I want to migrate that over to a Pi5. For fun I would like to try connecting all 8 HDDs to test out the limits but I don’t expect a single Pi5 to have enough resources for that. My expectation is that it can handle 4 drives and will get problems with the 5th drive. If that works out it only means I need a second Pi5 and can move all of my existing nodes to a setup that consumes less power and I can scale this up. If my friends want to run a storage node they get a Pi5 with a 5 bay enclosure and if that ever gets full just get another one. This would be the lowest power consumption I can think of.

So the challenge is to run as many drives as possible on the Pi5 with acceptable success rate and best case garbage collection takes only a few hours per drive and not days. I want to do the stupid thing and test out how ZFS will perform in this situation. I don’t expect a miracle but sync=disabled and a metadata cache sounds like exactly what I need.

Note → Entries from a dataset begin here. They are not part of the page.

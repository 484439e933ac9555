use std::sync::Arc;

use anyhow::Result;
use clap::{Parser, Subcommand};

use storehub_api::database::manager::DatabaseManager;
use storehub_api::services::{capacity, SchemaSynchronizer, StoreMigrator, StoreResolver};

#[derive(Parser)]
#[command(name = "storehub-admin")]
#[command(about = "Operator tooling for store schema migration and reconciliation")]
#[command(version)]
struct Cli {
    #[command(subcommand)]
    command: Commands,
}

#[derive(Subcommand)]
enum Commands {
    #[command(about = "Reconcile every store schema against the reference schema")]
    Sync,

    #[command(about = "Carve a store's data out of the shared schema")]
    Migrate {
        #[arg(help = "Store id to migrate")]
        store_id: i64,
    },

    #[command(about = "Report onboarding capacity given schema-count limits")]
    Capacity,
}

#[tokio::main]
async fn main() -> Result<()> {
    let _ = dotenvy::dotenv();
    tracing_subscriber::fmt::init();

    let cli = Cli::parse();

    match cli.command {
        Commands::Sync => {
            let synchronizer = SchemaSynchronizer::from_env().await?;
            let report = synchronizer.synchronize_all().await?;
            println!("{}", serde_json::to_string_pretty(&report)?);
            if !report.errors.is_empty() {
                std::process::exit(1);
            }
        }
        Commands::Migrate { store_id } => {
            let resolver = Arc::new(StoreResolver::from_env().await?);
            let migrator = StoreMigrator::new(DatabaseManager::main_pool().await?, resolver);
            let result = migrator.migrate_store(store_id).await?;
            println!("{}", serde_json::to_string_pretty(&result)?);
            if !result.success {
                std::process::exit(1);
            }
        }
        Commands::Capacity => {
            let pool = DatabaseManager::main_pool().await?;
            let (current,): (i64,) =
                sqlx::query_as("SELECT COUNT(*) FROM stores WHERE is_active = true")
                    .fetch_one(&pool)
                    .await?;

            let limits = &storehub_api::config::config().capacity;
            let plan = capacity::plan(current, limits.max_schemas_allowed, limits.reserved_schemas);
            println!("{}", serde_json::to_string_pretty(&plan)?);
        }
    }

    Ok(())
}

Here is what I want to set so far:

zfs set compression=on SN1
zfs set sync=disabled SN1
zfs set atime=off SN1
zfs set recordsize=1M SN1
zfs set mountpoint=/mnt/sn1 SN1
zfs set primarycache=metadata SN1
zfs set secondarycache=metadata SN1

Now this would be with a 1TB NVMe SSD in the system. I could allocate 64GB per drive and use the rest for the OS including the storage node DBs. I am doing that in my current setup with the caching SSD as well. The problem is that adding a drive is complicated because I would have to resize the partitions. How would the special vdev perform in comparison? It will remove the need of resizing partitions right? Any downsides?